From the line containing "pub mod service;" to the final line of the material below, copy each line exactly, including both endpoints, and leave out all other lines.

<<<<

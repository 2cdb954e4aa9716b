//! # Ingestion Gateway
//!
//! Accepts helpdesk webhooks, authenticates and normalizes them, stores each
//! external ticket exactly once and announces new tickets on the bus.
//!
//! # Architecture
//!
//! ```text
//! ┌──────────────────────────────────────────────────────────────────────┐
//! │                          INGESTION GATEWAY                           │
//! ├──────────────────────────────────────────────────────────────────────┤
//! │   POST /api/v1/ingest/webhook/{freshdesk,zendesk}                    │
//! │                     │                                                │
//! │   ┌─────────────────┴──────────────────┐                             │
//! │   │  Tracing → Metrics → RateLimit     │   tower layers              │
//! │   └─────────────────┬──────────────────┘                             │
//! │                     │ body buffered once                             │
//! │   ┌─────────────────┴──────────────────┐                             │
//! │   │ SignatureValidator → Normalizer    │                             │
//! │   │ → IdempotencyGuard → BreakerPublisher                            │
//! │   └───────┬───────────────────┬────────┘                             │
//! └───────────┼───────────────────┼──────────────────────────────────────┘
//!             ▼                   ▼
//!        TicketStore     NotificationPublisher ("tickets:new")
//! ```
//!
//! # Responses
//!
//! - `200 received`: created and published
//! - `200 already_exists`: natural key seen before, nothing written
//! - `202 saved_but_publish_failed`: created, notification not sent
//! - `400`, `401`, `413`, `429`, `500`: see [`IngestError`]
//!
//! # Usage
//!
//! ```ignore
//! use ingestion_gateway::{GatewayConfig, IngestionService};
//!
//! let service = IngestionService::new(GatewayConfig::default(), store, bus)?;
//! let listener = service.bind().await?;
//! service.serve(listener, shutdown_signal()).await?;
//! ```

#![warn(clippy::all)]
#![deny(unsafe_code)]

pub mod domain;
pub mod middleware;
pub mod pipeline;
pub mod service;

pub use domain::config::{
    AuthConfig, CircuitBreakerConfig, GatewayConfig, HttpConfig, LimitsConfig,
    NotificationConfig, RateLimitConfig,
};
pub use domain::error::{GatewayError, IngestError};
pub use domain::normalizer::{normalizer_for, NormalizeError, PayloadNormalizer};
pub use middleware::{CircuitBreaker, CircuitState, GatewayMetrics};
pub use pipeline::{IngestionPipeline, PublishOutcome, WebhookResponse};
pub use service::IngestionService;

>>>>

EXPECTED ANSWER:
pub mod service;

pub use domain::config::{
    AuthConfig, CircuitBreakerConfig, GatewayConfig, HttpConfig, LimitsConfig,
    NotificationConfig, RateLimitConfig,
};
pub use domain::error::{GatewayError, IngestError};
pub use domain::normalizer::{normalizer_for, NormalizeError, PayloadNormalizer};
pub use middleware::{CircuitBreaker, CircuitState, GatewayMetrics};
pub use pipeline::{IngestionPipeline, PublishOutcome, WebhookResponse};
pub use service::IngestionService;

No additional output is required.